====== EXERCISE DATA ======

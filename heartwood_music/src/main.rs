// Heartwood CLI entry point.
//
// Takes a phrase, classifies its affect, plans a harmony track, and renders
// it to a humanized MIDI file in the output directory.
//
// Usage:
//   cargo run -p heartwood_music -- "I can't stop thinking about what we lost"
//     [--motivation N] [--chaos X] [--vulnerability X] [--seed N]
//     [--output DIR] [--config FILE] [--plan-json]
//
// Logging is controlled with RUST_LOG (e.g. RUST_LOG=heartwood_music=debug).

use clap::Parser;
use heartwood_music::affect::kit_for_mood;
use heartwood_music::config::GeneratorConfig;
use heartwood_music::render::{PhraseRequest, RenderBridge, RenderStatus};
use heartwood_music::rng::rng_for;
use heartwood_music::session::{Session, strategy_prompt};
use std::error::Error;
use std::path::PathBuf;
use tracing_subscriber::EnvFilter;

#[derive(Parser, Debug)]
#[command(name = "generate", about = "Render a phrase into a humanized harmony track")]
struct Args {
    /// The phrase to interpret.
    text: String,

    /// Motivation, 1 (sketch) to 10 (full structure).
    #[arg(long, default_value_t = 5)]
    motivation: i64,

    /// Chaos tolerance, 0.0 to 1.0. Drives tempo offset and timing looseness.
    #[arg(long, default_value_t = 0.5)]
    chaos: f64,

    /// Vulnerability, 0.0 to 1.0. Softer and less even velocities.
    #[arg(long, default_value_t = 0.5)]
    vulnerability: f64,

    /// Seed for reproducible output. Omit for a random seed.
    #[arg(long)]
    seed: Option<u64>,

    /// Directory the MIDI file is written into.
    #[arg(long, default_value = ".")]
    output: PathBuf,

    /// JSON config overriding the generator defaults.
    #[arg(long)]
    config: Option<PathBuf>,

    /// Print the harmony plan as JSON and exit without rendering.
    #[arg(long)]
    plan_json: bool,
}

fn setup_tracing() {
    let _ = tracing_subscriber::fmt()
        .with_env_filter(EnvFilter::from_default_env())
        .with_target(false)
        .compact()
        .try_init();
}

fn main() -> Result<(), Box<dyn Error>> {
    setup_tracing();
    let args = Args::parse();

    let config = match &args.config {
        Some(path) => GeneratorConfig::load(path)?,
        None => GeneratorConfig::default(),
    };

    if args.plan_json {
        let mut session = Session::new();
        session.set_scales(args.motivation, args.chaos);
        session.process_input(&args.text);
        println!("{}", serde_json::to_string_pretty(&session.generate_plan())?);
        return Ok(());
    }

    let request = PhraseRequest {
        motivation: args.motivation,
        chaos: args.chaos,
        vulnerability: args.vulnerability,
        seed: args.seed,
        output_dir: args.output.clone(),
    };
    let bridge = RenderBridge::probe(config);
    let result = bridge.render_phrase(&args.text, &request);
    let plan = &result.plan;
    let strategy = strategy_prompt(args.chaos, &mut rng_for(args.seed));

    println!("=== Heartwood ===");
    println!("Input:    {}", result.input.tag());
    println!("Key:      {}", plan.key_name());
    println!("Tempo:    {} BPM", plan.tempo_bpm);
    println!("Length:   {} bars ({})", plan.length_bars, plan.structure);
    println!("Chords:   {}", plan.progression());
    println!("Kit:      {}", kit_for_mood(result.input.tag()));
    if let Some(card) = strategy {
        println!("Strategy: {card}");
    }
    match &result.outcome.status {
        RenderStatus::Written { notes } => {
            println!("Wrote {notes} notes to {}", result.outcome.path.display())
        }
        RenderStatus::Degraded(reason) => println!(
            "Nothing written ({reason}); intended path {}",
            result.outcome.path.display()
        ),
    }
    Ok(())
}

======

Nothing but a number is wanted here: please count the lines in the entries above that include the word "Error".

▶ [SOLUTION] 2